Task instructions: Show all lines below holding the string "impl".

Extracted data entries
"""
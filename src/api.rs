use log::{debug, error};
use std::rc::Rc;

use crate::config::ClientConfig;
use crate::error::{ApiError, ApiResult};
use crate::request::{HttpClient, HttpRequest};
use crate::session::SessionStore;
use coursehub_shared::{ApiRequest, CONTENT_TYPE_JSON, HEADER_AUTHORIZATION, HEADER_CONTENT_TYPE};

// =========================================================
// 后端 REST 客户端
// =========================================================

/// 后端 API 客户端
///
/// 这里接受任何实现了 HttpClient 的客户端，从而解耦了具体的 HTTP 实现。
/// 每个请求：拼接 `<base>/api<path>` -> 附带令牌 -> 发送 -> 映射错误。
/// 401 会使当前登录态失效。
pub struct ApiClient<C: HttpClient> {
    http: Rc<C>,
    session: Rc<SessionStore>,
    config: Rc<ClientConfig>,
}

impl<C: HttpClient> Clone for ApiClient<C> {
    fn clone(&self) -> Self {
        Self {
            http: self.http.clone(),
            session: self.session.clone(),
            config: self.config.clone(),
        }
    }
}

impl<C: HttpClient> ApiClient<C> {
    pub fn new(http: Rc<C>, session: Rc<SessionStore>, config: Rc<ClientConfig>) -> Self {
        Self {
            http,
            session,
            config,
        }
    }

    pub async fn send<R: ApiRequest>(&self, req: &R) -> ApiResult<R::Response> {
        let path = req.path();
        let url = self.config.endpoint(&path);
        let mut http_req = HttpRequest::new(&url, R::METHOD);

        if R::METHOD.has_body() {
            let body = serde_json::to_value(req)
                .map_err(|e| ApiError::from(e).in_op_with("api.encode", path.clone()))?;
            http_req = http_req
                .with_header(HEADER_CONTENT_TYPE, CONTENT_TYPE_JSON)
                .with_body(body);
        }

        if R::ATTACH_TOKEN {
            if let Some(token) = self.session.token() {
                http_req = http_req.with_header(HEADER_AUTHORIZATION, &format!("Bearer {}", token));
            }
        }

        debug!("{} {}", R::METHOD.as_str(), url);
        let resp = self.http.send(http_req).await.map_err(|e| {
            let e = e.in_op_with("api.send", path.clone());
            error!("API Error: {}", e);
            e
        })?;

        if !resp.is_success() {
            let message = backend_message(&resp.body)
                .unwrap_or_else(|| format!("Request failed with status {}", resp.status));
            let err = ApiError::from_status(resp.status, message).in_op_with("api.send", path);
            error!("API Error: {}", err);

            // 只有携带令牌的请求才说明令牌失效；登录失败同样是 401
            if err.is_unauthorized() && R::ATTACH_TOKEN {
                self.session.expire();
            }
            return Err(err);
        }

        resp.json::<R::Response>().map_err(|e| {
            let e = e.in_op_with("api.decode", path);
            error!("API Error: {}", e);
            e
        })
    }
}

/// 从错误响应体中取出后端消息（`error` 优先，其次 `message`）
pub fn backend_message(body: &str) -> Option<String> {
    let value: serde_json::Value = serde_json::from_str(body).ok()?;
    ["error", "message"]
        .iter()
        .find_map(|field| value.get(*field).and_then(|v| v.as_str()))
        .map(str::to_string)
}

#[cfg(test)]
mod tests {
    use super::*;
    use crate::error::ApiErrorStatus;
    use crate::request::mock::MockHttpClient;
    use crate::session::{SessionEvent, TOKEN_KEY};
    use crate::storage::{MemoryStorage, StorageAdapter};
    use coursehub_shared::protocol::{GetCourseRequest, LoginRequest, MarkNotificationReadRequest};
    use coursehub_shared::{HttpMethod, Role, Session, User};
    use serde_json::json;
    use std::cell::RefCell;

    const BASE: &str = "http://localhost:5000/api";

    fn setup() -> (Rc<MockHttpClient>, Rc<SessionStore>, Rc<MemoryStorage>, ApiClient<MockHttpClient>) {
        let http = Rc::new(MockHttpClient::new());
        let durable = Rc::new(MemoryStorage::new());
        let session = Rc::new(SessionStore::restore(
            durable.clone(),
            Rc::new(MemoryStorage::new()),
        ));
        let api = ApiClient::new(http.clone(), session.clone(), Rc::new(ClientConfig::default()));
        (http, session, durable, api)
    }

    fn signed_in(session: &SessionStore) {
        session
            .establish(Session {
                token: "tok".into(),
                user: User {
                    id: "u1".into(),
                    name: "Stu Dent".into(),
                    email: "s@x.io".into(),
                    role: Role::Student,
                },
            })
            .unwrap();
    }

    #[test]
    fn test_backend_message_extraction() {
        assert_eq!(backend_message(r#"{"error":"Invalid credentials"}"#).as_deref(), Some("Invalid credentials"));
        assert_eq!(backend_message(r#"{"message":"Nope"}"#).as_deref(), Some("Nope"));
        assert_eq!(backend_message("Internal Server Error"), None);
    }

    #[tokio::test]
    async fn test_attaches_bearer_token() {
        let (http, session, _, api) = setup();
        signed_in(&session);
        http.mock_response(HttpMethod::Get, &format!("{}/courses/c1", BASE), 200, json!({"course": {"id": "c1", "title": "Rust"}}));

        let resp = api.send(&GetCourseRequest { id: "c1".into() }).await.unwrap();
        assert_eq!(resp.course.title, "Rust");

        let sent = http.last().unwrap();
        assert_eq!(sent.headers.get(HEADER_AUTHORIZATION).map(String::as_str), Some("Bearer tok"));
        assert!(sent.body.is_none());
    }

    #[tokio::test]
    async fn test_login_sends_json_without_token() {
        let (http, session, _, api) = setup();
        signed_in(&session);
        http.mock_response(
            HttpMethod::Post,
            &format!("{}/auth/login", BASE),
            200,
            json!({"token": "t2", "user": {"id": 2, "name": "B", "email": "b@x.io", "role": "admin"}}),
        );

        let login = LoginRequest {
            email: "b@x.io".into(),
            password: "pw".into(),
        };
        let resp = api.send(&login).await.unwrap();
        assert_eq!(resp.user.id, "2");

        let sent = http.last().unwrap();
        assert!(!sent.headers.contains_key(HEADER_AUTHORIZATION));
        assert_eq!(sent.headers.get(HEADER_CONTENT_TYPE).map(String::as_str), Some(CONTENT_TYPE_JSON));
        assert_eq!(sent.json_body(), Some(json!({"email": "b@x.io", "password": "pw"})));
    }

    #[tokio::test]
    async fn test_unauthorized_expires_session() {
        let (http, session, durable, api) = setup();
        signed_in(&session);
        let events = Rc::new(RefCell::new(Vec::new()));
        let sink = events.clone();
        session.subscribe(move |e| sink.borrow_mut().push(e));

        http.mock_response(HttpMethod::Get, &format!("{}/courses/c1", BASE), 401, json!({"error": "Token expired"}));
        let err = api.send(&GetCourseRequest { id: "c1".into() }).await.unwrap_err();

        assert_eq!(err.status, ApiErrorStatus::Unauthorized);
        assert_eq!(err.message(), "Token expired");
        assert!(session.current().is_none());
        assert!(durable.get(TOKEN_KEY).is_none());
        assert_eq!(*events.borrow(), vec![SessionEvent::Expired]);
    }

    #[tokio::test]
    async fn test_failed_login_keeps_existing_state() {
        let (http, session, _, api) = setup();
        http.mock_response(HttpMethod::Post, &format!("{}/auth/login", BASE), 401, json!({"error": "Invalid credentials"}));

        let login = LoginRequest {
            email: "a@x.io".into(),
            password: "bad".into(),
        };
        let err = api.send(&login).await.unwrap_err();
        assert_eq!(err.message(), "Invalid credentials");
        assert!(session.current().is_none());
    }

    #[tokio::test]
    async fn test_status_and_network_errors() {
        let (http, _, _, api) = setup();

        // 未配置的 URL 返回 404 纯文本
        let err = api.send(&GetCourseRequest { id: "missing".into() }).await.unwrap_err();
        assert!(err.is_not_found());
        assert_eq!(err.message(), "Request failed with status 404");

        http.mock_network_failure(HttpMethod::Get, &format!("{}/courses/down", BASE));
        let err = api.send(&GetCourseRequest { id: "down".into() }).await.unwrap_err();
        assert_eq!(err.status, ApiErrorStatus::Network);
    }

    #[tokio::test]
    async fn test_empty_ack_body_is_accepted() {
        let (http, _, _, api) = setup();
        http.mock_raw(HttpMethod::Put, &format!("{}/notifications/n1/read", BASE), 200, "");

        api.send(&MarkNotificationReadRequest { id: "n1".into() }).await.unwrap();
        assert_eq!(http.last().unwrap().json_body(), Some(json!({})));
    }
}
"""
Finished exercise:
impl<C: HttpClient> Clone for ApiClient<C> {
impl<C: HttpClient> ApiClient<C> {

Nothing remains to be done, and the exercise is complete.